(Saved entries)
────────────────────────────────────────

//! IFDS/IDE data-flow analysis over an interprocedural control-flow graph.
//!
//! Describe the program through [`control_flow::ICFG`], the analysis through
//! [`data_flow::ifdside::IFDSProblem`] or [`data_flow::ifdside::IDEProblem`],
//! and run [`data_flow::ifdside::IFDSSolver`] or
//! [`data_flow::ifdside::IDESolver`] on them.

pub mod control_flow;
pub mod data_flow;
pub mod error;
pub mod ir;
pub mod utils;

────────────────────────────────────────

Task: Using the entries above, return each line that includes the word "ifdside".

Completed exercise:
//! [`data_flow::ifdside::IFDSProblem`] or [`data_flow::ifdside::IDEProblem`],
//! and run [`data_flow::ifdside::IFDSSolver`] or
//! [`data_flow::ifdside::IDESolver`] on them.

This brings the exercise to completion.